* _WHAT THIS TASK INVOLVES_
Using the data below, determine the number of lines that include the string "position". Write only that number.

* _EXERCISE MATERIAL_
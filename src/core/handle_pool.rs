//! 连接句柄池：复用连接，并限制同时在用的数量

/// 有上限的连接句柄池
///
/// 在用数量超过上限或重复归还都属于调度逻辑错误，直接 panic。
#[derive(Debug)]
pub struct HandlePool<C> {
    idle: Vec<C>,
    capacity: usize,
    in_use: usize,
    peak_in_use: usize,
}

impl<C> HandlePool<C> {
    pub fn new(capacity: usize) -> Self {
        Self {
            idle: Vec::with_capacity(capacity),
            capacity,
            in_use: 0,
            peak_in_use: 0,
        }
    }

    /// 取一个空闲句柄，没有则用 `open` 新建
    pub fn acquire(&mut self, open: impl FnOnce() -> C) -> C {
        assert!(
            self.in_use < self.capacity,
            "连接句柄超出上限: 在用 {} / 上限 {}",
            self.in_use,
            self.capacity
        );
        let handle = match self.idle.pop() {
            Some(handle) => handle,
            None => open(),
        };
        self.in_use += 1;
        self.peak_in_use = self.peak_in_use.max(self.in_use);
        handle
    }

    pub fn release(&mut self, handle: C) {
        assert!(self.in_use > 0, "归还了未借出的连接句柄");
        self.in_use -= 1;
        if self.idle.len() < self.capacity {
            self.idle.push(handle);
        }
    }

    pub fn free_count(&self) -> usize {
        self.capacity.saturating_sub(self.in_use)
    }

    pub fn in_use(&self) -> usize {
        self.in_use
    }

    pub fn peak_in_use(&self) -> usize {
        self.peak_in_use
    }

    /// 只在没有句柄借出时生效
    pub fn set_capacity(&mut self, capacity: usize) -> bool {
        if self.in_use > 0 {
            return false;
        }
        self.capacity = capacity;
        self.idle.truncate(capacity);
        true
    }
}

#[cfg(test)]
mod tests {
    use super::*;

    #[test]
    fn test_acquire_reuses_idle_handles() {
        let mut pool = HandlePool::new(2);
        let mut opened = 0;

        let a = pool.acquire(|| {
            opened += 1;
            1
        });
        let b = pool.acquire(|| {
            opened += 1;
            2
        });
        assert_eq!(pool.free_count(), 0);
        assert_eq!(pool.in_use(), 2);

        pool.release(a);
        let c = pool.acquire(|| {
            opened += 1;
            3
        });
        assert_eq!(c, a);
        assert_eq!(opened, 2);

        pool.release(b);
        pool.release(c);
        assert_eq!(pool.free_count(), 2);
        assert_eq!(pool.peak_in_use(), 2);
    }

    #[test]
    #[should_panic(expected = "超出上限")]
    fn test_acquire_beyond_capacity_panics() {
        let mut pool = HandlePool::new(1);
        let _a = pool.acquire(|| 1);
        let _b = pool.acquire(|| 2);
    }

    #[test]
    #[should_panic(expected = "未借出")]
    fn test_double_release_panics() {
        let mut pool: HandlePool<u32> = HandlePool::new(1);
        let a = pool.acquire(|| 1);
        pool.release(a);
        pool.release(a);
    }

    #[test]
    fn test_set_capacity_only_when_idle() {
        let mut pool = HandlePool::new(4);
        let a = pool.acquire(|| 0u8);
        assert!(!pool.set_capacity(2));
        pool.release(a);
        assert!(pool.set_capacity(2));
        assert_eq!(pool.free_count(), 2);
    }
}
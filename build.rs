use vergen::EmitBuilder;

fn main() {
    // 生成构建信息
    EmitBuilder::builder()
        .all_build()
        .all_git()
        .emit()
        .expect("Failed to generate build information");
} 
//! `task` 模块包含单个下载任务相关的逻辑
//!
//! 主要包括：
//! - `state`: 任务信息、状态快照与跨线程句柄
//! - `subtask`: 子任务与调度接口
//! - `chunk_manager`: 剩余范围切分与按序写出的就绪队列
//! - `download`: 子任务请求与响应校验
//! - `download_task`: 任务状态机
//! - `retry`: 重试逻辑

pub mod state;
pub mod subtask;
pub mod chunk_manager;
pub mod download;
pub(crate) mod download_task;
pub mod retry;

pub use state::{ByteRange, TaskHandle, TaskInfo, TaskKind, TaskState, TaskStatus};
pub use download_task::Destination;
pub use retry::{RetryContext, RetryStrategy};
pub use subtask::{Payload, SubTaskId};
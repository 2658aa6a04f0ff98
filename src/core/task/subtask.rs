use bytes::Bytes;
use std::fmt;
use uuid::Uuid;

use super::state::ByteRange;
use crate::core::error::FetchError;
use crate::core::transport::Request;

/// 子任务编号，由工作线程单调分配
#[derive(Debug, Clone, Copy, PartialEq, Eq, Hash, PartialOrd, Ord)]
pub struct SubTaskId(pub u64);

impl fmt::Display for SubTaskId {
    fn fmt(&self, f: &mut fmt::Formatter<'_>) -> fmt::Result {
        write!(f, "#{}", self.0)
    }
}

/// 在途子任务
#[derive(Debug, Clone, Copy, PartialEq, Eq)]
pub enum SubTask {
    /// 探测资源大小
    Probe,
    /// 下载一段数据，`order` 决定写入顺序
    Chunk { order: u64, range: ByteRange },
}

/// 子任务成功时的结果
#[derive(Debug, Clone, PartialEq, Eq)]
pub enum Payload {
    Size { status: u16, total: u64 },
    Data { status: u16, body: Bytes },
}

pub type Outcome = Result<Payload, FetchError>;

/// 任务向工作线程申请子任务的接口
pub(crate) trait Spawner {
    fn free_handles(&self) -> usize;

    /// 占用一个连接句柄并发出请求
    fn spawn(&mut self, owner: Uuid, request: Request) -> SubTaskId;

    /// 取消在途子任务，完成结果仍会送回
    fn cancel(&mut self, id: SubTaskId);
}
* * *
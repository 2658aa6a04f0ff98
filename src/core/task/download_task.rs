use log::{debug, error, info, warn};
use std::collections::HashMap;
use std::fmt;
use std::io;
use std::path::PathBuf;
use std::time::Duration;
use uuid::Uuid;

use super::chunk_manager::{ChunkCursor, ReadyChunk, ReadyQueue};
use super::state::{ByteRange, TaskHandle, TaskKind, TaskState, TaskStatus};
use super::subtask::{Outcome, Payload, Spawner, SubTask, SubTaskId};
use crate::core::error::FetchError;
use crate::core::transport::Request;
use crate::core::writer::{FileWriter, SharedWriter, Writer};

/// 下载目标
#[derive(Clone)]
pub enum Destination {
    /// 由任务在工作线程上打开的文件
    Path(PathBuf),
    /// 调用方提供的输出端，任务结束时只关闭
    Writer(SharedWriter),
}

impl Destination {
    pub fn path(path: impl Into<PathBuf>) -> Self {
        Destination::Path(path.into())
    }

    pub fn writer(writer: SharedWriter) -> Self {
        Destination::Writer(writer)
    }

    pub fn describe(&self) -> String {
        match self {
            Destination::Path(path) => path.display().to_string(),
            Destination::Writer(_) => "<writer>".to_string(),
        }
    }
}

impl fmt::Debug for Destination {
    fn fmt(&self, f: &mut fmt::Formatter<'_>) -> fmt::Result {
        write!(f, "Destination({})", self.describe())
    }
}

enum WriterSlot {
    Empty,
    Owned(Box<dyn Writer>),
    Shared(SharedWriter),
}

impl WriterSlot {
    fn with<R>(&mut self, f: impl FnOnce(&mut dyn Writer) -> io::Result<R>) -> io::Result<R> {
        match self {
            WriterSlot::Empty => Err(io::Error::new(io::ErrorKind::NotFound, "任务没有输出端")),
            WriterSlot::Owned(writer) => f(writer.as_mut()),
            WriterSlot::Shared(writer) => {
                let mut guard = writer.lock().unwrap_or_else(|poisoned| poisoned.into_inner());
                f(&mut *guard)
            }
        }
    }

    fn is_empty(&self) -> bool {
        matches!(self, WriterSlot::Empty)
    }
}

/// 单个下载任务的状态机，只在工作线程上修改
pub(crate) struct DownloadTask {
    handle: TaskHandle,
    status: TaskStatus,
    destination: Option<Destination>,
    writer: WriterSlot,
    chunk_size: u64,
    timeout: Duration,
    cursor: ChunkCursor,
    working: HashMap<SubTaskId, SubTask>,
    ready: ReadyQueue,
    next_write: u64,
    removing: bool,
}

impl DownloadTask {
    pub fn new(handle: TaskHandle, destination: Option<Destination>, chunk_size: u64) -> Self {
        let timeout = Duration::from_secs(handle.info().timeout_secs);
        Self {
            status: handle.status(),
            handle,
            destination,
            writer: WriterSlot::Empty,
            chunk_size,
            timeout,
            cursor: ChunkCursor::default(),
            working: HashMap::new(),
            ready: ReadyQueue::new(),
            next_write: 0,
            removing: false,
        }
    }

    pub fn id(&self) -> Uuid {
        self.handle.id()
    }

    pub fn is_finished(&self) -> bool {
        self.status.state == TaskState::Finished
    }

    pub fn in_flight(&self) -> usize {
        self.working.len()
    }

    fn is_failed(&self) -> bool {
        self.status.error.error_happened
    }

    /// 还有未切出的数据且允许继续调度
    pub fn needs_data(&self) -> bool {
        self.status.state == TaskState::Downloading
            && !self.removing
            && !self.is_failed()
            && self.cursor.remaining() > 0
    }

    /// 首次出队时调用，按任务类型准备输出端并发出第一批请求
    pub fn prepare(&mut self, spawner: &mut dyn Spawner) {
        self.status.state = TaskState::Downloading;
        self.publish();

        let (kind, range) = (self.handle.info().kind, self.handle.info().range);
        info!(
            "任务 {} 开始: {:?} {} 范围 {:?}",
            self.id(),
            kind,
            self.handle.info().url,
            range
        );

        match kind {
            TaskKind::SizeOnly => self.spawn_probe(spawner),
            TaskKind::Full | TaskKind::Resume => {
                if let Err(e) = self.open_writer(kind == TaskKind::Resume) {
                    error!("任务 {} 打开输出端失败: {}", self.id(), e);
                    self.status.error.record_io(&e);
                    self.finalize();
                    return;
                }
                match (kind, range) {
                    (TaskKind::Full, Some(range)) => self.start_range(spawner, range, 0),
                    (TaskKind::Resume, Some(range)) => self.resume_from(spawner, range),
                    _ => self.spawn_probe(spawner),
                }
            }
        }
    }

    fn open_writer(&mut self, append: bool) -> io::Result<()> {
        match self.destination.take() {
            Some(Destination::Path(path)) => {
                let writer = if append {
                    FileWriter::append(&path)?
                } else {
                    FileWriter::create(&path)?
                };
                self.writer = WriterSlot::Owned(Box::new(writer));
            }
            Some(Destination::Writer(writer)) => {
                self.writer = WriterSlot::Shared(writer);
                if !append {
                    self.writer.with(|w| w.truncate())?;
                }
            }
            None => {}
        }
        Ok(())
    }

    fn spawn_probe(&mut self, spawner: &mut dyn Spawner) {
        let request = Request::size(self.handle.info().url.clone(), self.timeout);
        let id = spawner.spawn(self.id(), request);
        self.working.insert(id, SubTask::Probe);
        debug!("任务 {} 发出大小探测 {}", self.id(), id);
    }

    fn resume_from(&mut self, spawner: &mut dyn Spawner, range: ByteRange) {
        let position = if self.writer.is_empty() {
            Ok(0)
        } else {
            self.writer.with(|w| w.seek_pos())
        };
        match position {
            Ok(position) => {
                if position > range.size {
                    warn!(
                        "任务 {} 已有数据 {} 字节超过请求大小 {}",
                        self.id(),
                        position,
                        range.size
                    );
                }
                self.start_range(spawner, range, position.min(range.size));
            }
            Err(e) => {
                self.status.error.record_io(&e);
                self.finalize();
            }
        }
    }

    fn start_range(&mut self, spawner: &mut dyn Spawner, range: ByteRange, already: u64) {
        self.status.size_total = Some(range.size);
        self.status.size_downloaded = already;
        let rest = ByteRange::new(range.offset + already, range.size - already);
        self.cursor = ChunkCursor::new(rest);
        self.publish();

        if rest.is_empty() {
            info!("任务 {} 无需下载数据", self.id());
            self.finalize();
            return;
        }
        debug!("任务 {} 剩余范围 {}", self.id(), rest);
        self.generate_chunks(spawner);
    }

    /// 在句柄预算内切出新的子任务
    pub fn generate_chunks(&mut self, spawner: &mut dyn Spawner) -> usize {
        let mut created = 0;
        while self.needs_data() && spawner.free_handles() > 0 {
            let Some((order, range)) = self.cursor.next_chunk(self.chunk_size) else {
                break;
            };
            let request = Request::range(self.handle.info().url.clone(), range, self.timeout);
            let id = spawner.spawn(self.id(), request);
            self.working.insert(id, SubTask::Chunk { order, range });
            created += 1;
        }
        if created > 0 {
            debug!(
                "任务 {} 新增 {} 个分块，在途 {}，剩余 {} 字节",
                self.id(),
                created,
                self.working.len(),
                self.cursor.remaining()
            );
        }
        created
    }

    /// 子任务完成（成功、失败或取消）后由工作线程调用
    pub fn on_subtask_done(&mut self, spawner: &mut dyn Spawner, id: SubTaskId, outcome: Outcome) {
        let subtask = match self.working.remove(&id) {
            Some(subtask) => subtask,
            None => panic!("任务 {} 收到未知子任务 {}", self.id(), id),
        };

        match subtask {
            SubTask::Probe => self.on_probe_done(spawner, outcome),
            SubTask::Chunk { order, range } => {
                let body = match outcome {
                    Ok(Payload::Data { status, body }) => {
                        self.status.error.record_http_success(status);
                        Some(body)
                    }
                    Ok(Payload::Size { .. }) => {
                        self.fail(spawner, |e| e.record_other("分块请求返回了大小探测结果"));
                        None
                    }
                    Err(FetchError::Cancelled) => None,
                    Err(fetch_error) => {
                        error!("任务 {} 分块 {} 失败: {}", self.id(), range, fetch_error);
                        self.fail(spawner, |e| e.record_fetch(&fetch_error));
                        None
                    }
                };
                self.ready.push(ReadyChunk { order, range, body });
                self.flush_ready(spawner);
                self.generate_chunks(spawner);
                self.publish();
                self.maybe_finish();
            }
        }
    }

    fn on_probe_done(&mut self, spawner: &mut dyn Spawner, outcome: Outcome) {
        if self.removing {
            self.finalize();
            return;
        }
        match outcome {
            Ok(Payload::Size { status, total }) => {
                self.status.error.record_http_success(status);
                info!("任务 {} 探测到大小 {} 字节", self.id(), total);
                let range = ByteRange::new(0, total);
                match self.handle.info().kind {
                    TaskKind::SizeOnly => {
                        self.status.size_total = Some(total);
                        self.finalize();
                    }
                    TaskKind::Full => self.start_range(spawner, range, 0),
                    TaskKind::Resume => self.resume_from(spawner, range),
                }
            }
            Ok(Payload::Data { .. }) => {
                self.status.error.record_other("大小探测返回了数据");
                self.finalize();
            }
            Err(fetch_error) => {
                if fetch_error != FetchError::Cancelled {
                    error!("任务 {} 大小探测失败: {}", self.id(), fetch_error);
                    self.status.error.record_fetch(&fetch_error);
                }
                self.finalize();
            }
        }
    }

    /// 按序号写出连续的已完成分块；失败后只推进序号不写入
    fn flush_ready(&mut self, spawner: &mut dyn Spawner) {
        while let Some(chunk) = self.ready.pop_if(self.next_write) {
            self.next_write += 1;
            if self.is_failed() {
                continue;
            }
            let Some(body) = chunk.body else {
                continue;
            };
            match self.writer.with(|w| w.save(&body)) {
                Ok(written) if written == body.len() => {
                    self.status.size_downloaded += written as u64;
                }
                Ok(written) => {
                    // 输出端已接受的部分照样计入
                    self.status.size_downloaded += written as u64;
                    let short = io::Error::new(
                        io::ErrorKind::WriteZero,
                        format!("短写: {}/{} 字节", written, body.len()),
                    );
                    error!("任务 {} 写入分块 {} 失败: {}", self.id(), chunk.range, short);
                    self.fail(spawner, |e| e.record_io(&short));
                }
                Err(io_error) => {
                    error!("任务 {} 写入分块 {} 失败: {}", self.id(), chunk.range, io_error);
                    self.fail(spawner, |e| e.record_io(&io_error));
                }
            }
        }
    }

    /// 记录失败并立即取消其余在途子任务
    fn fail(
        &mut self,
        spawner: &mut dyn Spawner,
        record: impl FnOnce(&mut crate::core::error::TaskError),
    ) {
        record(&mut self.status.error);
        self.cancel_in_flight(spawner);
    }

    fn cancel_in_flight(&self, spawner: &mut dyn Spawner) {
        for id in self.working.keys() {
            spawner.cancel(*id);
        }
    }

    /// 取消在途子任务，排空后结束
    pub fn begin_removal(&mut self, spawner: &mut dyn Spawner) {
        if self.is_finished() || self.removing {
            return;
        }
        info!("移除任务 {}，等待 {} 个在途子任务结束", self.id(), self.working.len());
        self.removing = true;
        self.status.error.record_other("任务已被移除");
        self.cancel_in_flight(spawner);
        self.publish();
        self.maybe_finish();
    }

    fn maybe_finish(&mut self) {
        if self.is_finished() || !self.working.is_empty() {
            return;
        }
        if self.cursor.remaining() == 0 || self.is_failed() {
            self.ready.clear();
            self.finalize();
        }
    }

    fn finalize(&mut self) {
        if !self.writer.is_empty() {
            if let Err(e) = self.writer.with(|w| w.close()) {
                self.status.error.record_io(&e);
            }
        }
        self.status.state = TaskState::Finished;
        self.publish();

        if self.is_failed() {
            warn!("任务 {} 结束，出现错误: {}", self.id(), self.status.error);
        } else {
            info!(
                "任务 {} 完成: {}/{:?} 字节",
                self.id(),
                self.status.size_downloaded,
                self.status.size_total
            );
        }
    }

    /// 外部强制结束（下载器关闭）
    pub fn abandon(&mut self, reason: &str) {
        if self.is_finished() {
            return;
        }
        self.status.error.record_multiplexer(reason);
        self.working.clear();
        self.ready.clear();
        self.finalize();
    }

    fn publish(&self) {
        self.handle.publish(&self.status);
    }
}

* _RESPONSE TO THE TASK_
6